Please copy out the entries below exactly, beginning with the line that contains "pub struct PreFilter<'a>" and ending with the line that contains "of retained rules", and include nothing outside that span.

Saved entries:
○ ○ ○

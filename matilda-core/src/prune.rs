//! Candidate pruning and accepted-rule deduplication
//!
//! Two-stage filter around the validator:
//!
//! - **Pre-validation** (`PreFilter`): syntactic checks that need no SQL —
//!   arity against the catalog, variable occurrence, the variable bound,
//!   and fingerprint-already-seen.
//! - **Post-validation** (`RuleSink`): threshold checks happen in the
//!   validator; the sink collapses isomorphic rules, drops candidates
//!   subsumed by an accepted rule, evicts accepted rules a more general
//!   newcomer subsumes, and keeps at most `top_k` rules ranked by
//!   `(confidence desc, support desc, size asc)`.

use std::cmp::Ordering;
use std::collections::{BTreeMap, HashSet};

use ahash::RandomState;
use tracing::debug;

use crate::catalog::Catalog;
use crate::tgd::{fingerprint, subsumes, Fingerprint, Rule};
use crate::validate::Verdict;

/// Syntactic pre-validation filter
pub struct PreFilter<'a> {
    catalog: &'a Catalog,
    max_table: usize,
    max_vars: usize,
    seen: HashSet<Fingerprint, RandomState>,
}

impl<'a> PreFilter<'a> {
    /// Create a filter with the configured bounds
    pub fn new(catalog: &'a Catalog, max_table: usize, max_vars: usize) -> Self {
        PreFilter {
            catalog,
            max_table,
            max_vars,
            seen: HashSet::with_hasher(RandomState::new()),
        }
    }

    /// Whether the candidate is worth validating. Records the fingerprint,
    /// so an isomorphic successor is rejected.
    pub fn admit(&mut self, rule: &Rule) -> bool {
        if rule.atom_count() > self.max_table || rule.variables().len() > self.max_vars {
            return false;
        }
        if !rule.is_well_formed() {
            return false;
        }
        for atom in rule.body.iter().chain(rule.head.iter()) {
            match self.catalog.relation(&atom.relation) {
                Some(relation) if relation.arity() == atom.arity() => {}
                _ => return false,
            }
        }
        self.seen.insert(fingerprint(rule))
    }
}

/// A validated rule retained by the sink
#[derive(Debug, Clone)]
pub struct AcceptedRule {
    /// The rule itself
    pub rule: Rule,
    /// Canonical key
    pub fingerprint: Fingerprint,
    /// Body witnesses satisfying the head
    pub support: u64,
    /// `support / body_support`
    pub confidence: f64,
}

impl AcceptedRule {
    fn rank(&self, other: &AcceptedRule) -> Ordering {
        other
            .confidence
            .partial_cmp(&self.confidence)
            .unwrap_or(Ordering::Equal)
            .then_with(|| other.support.cmp(&self.support))
            .then_with(|| self.rule.atom_count().cmp(&other.rule.atom_count()))
            .then_with(|| self.fingerprint.cmp(&other.fingerprint))
    }
}

/// Deduplicating, ranked store of accepted rules
pub struct RuleSink {
    accepted: BTreeMap<Fingerprint, AcceptedRule>,
    top_k: usize,
}

impl RuleSink {
    /// Create a sink holding at most `top_k` rules (0 = unbounded)
    pub fn new(top_k: usize) -> Self {
        RuleSink {
            accepted: BTreeMap::new(),
            top_k,
        }
    }

    /// Number of retained rules
    pub fn len(&self) -> usize {
        self.accepted.len()
    }

    /// Whether the sink is empty
    pub fn is_empty(&self) -> bool {
        self.accepted.is_empty()
    }

    /// Offer a validated rule. Returns true when the rule is retained.
    pub fn accept(&mut self, rule: Rule, verdict: &Verdict) -> bool {
        let key = fingerprint(&rule);
        if self.accepted.contains_key(&key) {
            return false;
        }
        if self.accepted.values().any(|a| subsumes(&a.rule, &rule)) {
            debug!(rule = %rule, "dropped: subsumed by an accepted rule");
            return false;
        }
        let evicted: Vec<Fingerprint> = self
            .accepted
            .values()
            .filter(|a| subsumes(&rule, &a.rule))
            .map(|a| a.fingerprint.clone())
            .collect();
        for fp in &evicted {
            self.accepted.remove(fp);
        }
        if !evicted.is_empty() {
            debug!(count = evicted.len(), "evicted rules subsumed by newcomer");
        }

        self.accepted.insert(
            key.clone(),
            AcceptedRule {
                rule,
                fingerprint: key,
                support: verdict.support,
                confidence: verdict.confidence,
            },
        );
        if self.top_k > 0 && self.accepted.len() > self.top_k {
            // Drop the worst-ranked rule to stay within capacity.
            if let Some(worst) = self
                .accepted
                .values()
                .max_by(|a, b| a.rank(b))
                .map(|a| a.fingerprint.clone())
            {
                self.accepted.remove(&worst);
            }
        }
        true
    }

    /// Retained rules in rank order
    pub fn ranked(&self) -> Vec<&AcceptedRule> {
        let mut out: Vec<&AcceptedRule> = self.accepted.values().collect();
        out.sort_by(|a, b| a.rank(b));
        out
    }

    /// Consume the sink, returning rules in rank order
    pub fn into_ranked(self) -> Vec<AcceptedRule> {
        let mut out: Vec<AcceptedRule> = self.accepted.into_values().collect();
        out.sort_by(|a, b| a.rank(b));
        out
    }
}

○ ○ ○

# Task solution:
pub struct PreFilter<'a> {
    catalog: &'a Catalog,
    max_table: usize,
    max_vars: usize,
    seen: HashSet<Fingerprint, RandomState>,
}

impl<'a> PreFilter<'a> {
    /// Create a filter with the configured bounds
    pub fn new(catalog: &'a Catalog, max_table: usize, max_vars: usize) -> Self {
        PreFilter {
            catalog,
            max_table,
            max_vars,
            seen: HashSet::with_hasher(RandomState::new()),
        }
    }

    /// Whether the candidate is worth validating. Records the fingerprint,
    /// so an isomorphic successor is rejected.
    pub fn admit(&mut self, rule: &Rule) -> bool {
        if rule.atom_count() > self.max_table || rule.variables().len() > self.max_vars {
            return false;
        }
        if !rule.is_well_formed() {
            return false;
        }
        for atom in rule.body.iter().chain(rule.head.iter()) {
            match self.catalog.relation(&atom.relation) {
                Some(relation) if relation.arity() == atom.arity() => {}
                _ => return false,
            }
        }
        self.seen.insert(fingerprint(rule))
    }
}

/// A validated rule retained by the sink
#[derive(Debug, Clone)]
pub struct AcceptedRule {
    /// The rule itself
    pub rule: Rule,
    /// Canonical key
    pub fingerprint: Fingerprint,
    /// Body witnesses satisfying the head
    pub support: u64,
    /// `support / body_support`
    pub confidence: f64,
}

impl AcceptedRule {
    fn rank(&self, other: &AcceptedRule) -> Ordering {
        other
            .confidence
            .partial_cmp(&self.confidence)
            .unwrap_or(Ordering::Equal)
            .then_with(|| other.support.cmp(&self.support))
            .then_with(|| self.rule.atom_count().cmp(&other.rule.atom_count()))
            .then_with(|| self.fingerprint.cmp(&other.fingerprint))
    }
}

/// Deduplicating, ranked store of accepted rules
pub struct RuleSink {
    accepted: BTreeMap<Fingerprint, AcceptedRule>,
    top_k: usize,
}

impl RuleSink {
    /// Create a sink holding at most `top_k` rules (0 = unbounded)
    pub fn new(top_k: usize) -> Self {
        RuleSink {
            accepted: BTreeMap::new(),
            top_k,
        }
    }

    /// Number of retained rules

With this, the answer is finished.